I found myself suffering from terrible post natal depression. When we discuss postnatal depression in our society, it is rarely a useful discussion. We are urged to ‘get treatment‘, which of course comes in the form of a pill. We talk about practical support like cleaning the house, cooking some meals and maybe doing some laundry. I believe this is often not enough, and does not address the deeper causes of our high rates of postnatal depression in some western societies.

I came to believe that our nuclear family set up is not healthy for women and children. It is not healthy for a woman, alone, with a small baby to be stuck within four walls day after day, with only a very few other adults in her world for a few of her waking hours. It does her ego no good when she does attend a social function, and is asked the ubiquitous question ‘what do you do?’ , the reply ‘I’m currently at home with my small child/baby’ often results in a glazed over expression from the questioner and a quick end to any conversation. Combine this with sleep deprivation, and you have a recipe for disaster.
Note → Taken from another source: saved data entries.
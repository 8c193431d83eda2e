//! Bounded recency cache of processed transaction signatures

use std::collections::{HashSet, VecDeque};

/// FIFO set: once full, the oldest signature is evicted on insert
#[derive(Debug)]
pub struct RecentSignatures {
    capacity: usize,
    order: VecDeque<String>,
    seen: HashSet<String>,
}

impl RecentSignatures {
    pub fn new(capacity: usize) -> Self {
        let capacity = capacity.max(1);
        Self {
            capacity,
            order: VecDeque::with_capacity(capacity),
            seen: HashSet::with_capacity(capacity),
        }
    }

    /// Record a signature. Returns false if it was already present.
    pub fn insert(&mut self, signature: &str) -> bool {
        if self.seen.contains(signature) {
            return false;
        }

        if self.order.len() == self.capacity {
            if let Some(evicted) = self.order.pop_front() {
                self.seen.remove(&evicted);
            }
        }

        self.order.push_back(signature.to_string());
        self.seen.insert(signature.to_string());
        true
    }

    pub fn contains(&self, signature: &str) -> bool {
        self.seen.contains(signature)
    }

    pub fn len(&self) -> usize {
        self.order.len()
    }

    pub fn is_empty(&self) -> bool {
        self.order.is_empty()
    }
}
It is not healthy for children, especially only children, to spend so much preschool time apart from their peers. Once babies can walk and talk they need their peer group for their social development.

Why do I think this is not a natural way to live? We all need human contact. We are herding animals, more like wildebeest, unlike loners like cheetah. We live in social groups. To isolate individuals at such a vulnerable time in their lives is unnatural, and inhumane. It also places the full burden of caring for an infant upon one person. Consequently, the bond between mother and baby will be stronger than it would in a more social environment, to the extent that babies will become very distressed if separated from their mothers (most, but not all babies). This dependance can from time to time be felt as suffocating, especially if it does not lessen as the child grows older.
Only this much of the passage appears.